## Brief
Entries follow. Give back exactly the lines starting at the one containing "history and configuration" and ending at the one containing "self.record(command);", and no other lines.

Dataset excerpts
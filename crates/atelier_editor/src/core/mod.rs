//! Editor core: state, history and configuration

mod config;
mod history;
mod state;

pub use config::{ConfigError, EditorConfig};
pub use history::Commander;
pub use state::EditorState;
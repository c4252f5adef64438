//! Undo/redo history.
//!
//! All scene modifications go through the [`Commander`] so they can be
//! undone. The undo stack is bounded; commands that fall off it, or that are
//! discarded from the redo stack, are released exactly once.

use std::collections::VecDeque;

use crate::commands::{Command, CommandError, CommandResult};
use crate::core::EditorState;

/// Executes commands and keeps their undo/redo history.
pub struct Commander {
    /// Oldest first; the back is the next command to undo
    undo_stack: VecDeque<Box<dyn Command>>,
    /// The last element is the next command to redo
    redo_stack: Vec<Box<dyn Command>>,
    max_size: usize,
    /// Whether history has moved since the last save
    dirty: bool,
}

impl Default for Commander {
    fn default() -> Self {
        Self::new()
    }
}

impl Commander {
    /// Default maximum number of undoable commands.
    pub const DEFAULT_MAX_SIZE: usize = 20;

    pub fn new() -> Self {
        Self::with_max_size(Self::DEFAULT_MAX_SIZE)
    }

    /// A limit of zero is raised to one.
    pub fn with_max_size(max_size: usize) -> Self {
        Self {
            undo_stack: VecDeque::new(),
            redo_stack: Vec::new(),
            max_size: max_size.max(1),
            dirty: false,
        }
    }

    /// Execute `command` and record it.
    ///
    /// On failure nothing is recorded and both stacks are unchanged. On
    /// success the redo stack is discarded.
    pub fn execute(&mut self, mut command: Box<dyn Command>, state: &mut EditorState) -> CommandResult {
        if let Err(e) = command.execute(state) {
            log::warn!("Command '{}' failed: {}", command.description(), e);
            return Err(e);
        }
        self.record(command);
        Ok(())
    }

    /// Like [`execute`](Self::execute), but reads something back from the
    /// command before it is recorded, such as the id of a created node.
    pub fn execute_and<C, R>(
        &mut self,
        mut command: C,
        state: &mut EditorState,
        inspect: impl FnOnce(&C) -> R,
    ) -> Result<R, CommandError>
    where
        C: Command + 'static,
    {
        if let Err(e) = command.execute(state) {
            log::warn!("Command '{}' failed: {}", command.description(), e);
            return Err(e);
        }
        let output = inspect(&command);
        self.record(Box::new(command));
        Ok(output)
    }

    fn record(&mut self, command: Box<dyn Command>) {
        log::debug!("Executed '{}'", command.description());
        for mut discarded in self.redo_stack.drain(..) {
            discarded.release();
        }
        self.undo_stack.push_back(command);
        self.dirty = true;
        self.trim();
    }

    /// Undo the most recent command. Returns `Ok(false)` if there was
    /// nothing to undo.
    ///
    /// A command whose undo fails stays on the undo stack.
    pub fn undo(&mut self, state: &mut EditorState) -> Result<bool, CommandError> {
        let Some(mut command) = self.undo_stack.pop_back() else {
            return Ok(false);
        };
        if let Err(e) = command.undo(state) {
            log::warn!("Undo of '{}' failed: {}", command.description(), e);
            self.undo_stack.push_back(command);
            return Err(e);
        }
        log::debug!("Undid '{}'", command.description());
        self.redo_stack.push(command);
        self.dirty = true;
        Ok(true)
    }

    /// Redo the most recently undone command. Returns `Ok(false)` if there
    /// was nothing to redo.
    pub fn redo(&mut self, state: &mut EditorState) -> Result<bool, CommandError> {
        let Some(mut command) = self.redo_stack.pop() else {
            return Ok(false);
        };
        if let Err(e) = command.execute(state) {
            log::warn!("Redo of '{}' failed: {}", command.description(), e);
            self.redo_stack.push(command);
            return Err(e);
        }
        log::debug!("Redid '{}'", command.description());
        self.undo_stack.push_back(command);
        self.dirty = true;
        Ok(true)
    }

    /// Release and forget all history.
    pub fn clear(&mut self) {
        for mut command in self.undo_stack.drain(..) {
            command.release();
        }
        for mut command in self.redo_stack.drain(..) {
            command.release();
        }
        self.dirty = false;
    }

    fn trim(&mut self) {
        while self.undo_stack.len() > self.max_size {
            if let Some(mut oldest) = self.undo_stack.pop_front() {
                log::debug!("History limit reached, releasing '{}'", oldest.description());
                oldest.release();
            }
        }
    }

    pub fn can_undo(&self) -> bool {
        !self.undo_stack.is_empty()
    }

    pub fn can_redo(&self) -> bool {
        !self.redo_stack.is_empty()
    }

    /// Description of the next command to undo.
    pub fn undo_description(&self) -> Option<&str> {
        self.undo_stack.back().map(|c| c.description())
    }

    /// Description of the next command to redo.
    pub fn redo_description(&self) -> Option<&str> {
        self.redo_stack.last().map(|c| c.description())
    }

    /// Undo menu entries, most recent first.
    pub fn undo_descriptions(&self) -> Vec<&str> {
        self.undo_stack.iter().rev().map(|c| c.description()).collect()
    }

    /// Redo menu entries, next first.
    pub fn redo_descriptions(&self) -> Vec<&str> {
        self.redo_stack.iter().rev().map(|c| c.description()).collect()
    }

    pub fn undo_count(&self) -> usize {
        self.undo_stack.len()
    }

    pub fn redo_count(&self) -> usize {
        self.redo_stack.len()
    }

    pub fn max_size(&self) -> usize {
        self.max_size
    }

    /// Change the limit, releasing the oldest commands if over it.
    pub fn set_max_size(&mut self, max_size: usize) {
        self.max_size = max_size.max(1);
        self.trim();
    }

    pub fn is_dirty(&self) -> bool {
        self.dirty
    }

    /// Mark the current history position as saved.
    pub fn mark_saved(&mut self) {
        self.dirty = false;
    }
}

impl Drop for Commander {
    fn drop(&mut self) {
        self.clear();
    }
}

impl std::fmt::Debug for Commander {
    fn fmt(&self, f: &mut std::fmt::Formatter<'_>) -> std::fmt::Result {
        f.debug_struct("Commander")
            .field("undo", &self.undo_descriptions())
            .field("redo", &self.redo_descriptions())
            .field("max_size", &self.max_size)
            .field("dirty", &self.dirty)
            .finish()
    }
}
---
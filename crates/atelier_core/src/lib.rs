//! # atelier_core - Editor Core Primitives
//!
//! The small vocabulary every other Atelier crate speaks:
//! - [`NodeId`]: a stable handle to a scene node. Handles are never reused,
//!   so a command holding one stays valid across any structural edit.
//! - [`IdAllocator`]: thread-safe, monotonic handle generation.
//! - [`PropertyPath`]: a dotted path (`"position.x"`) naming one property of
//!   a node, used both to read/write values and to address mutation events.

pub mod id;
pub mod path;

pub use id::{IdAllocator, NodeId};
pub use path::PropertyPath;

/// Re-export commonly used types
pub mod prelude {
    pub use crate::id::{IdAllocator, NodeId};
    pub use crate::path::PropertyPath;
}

## Exercise output
//! Editor core: state, history and configuration

mod config;
mod history;
mod state;

pub use config::{ConfigError, EditorConfig};
pub use history::Commander;
pub use state::EditorState;
repository c4252f5adef64438
//! Undo/redo history.
//!
//! All scene modifications go through the [`Commander`] so they can be
//! undone. The undo stack is bounded; commands that fall off it, or that are
//! discarded from the redo stack, are released exactly once.

use std::collections::VecDeque;

use crate::commands::{Command, CommandError, CommandResult};
use crate::core::EditorState;

/// Executes commands and keeps their undo/redo history.
pub struct Commander {
    /// Oldest first; the back is the next command to undo
    undo_stack: VecDeque<Box<dyn Command>>,
    /// The last element is the next command to redo
    redo_stack: Vec<Box<dyn Command>>,
    max_size: usize,
    /// Whether history has moved since the last save
    dirty: bool,
}

impl Default for Commander {
    fn default() -> Self {
        Self::new()
    }
}

impl Commander {
    /// Default maximum number of undoable commands.
    pub const DEFAULT_MAX_SIZE: usize = 20;

    pub fn new() -> Self {
        Self::with_max_size(Self::DEFAULT_MAX_SIZE)
    }

    /// A limit of zero is raised to one.
    pub fn with_max_size(max_size: usize) -> Self {
        Self {
            undo_stack: VecDeque::new(),
            redo_stack: Vec::new(),
            max_size: max_size.max(1),
            dirty: false,
        }
    }

    /// Execute `command` and record it.
    ///
    /// On failure nothing is recorded and both stacks are unchanged. On
    /// success the redo stack is discarded.
    pub fn execute(&mut self, mut command: Box<dyn Command>, state: &mut EditorState) -> CommandResult {
        if let Err(e) = command.execute(state) {
            log::warn!("Command '{}' failed: {}", command.description(), e);
            return Err(e);
        }
        self.record(command);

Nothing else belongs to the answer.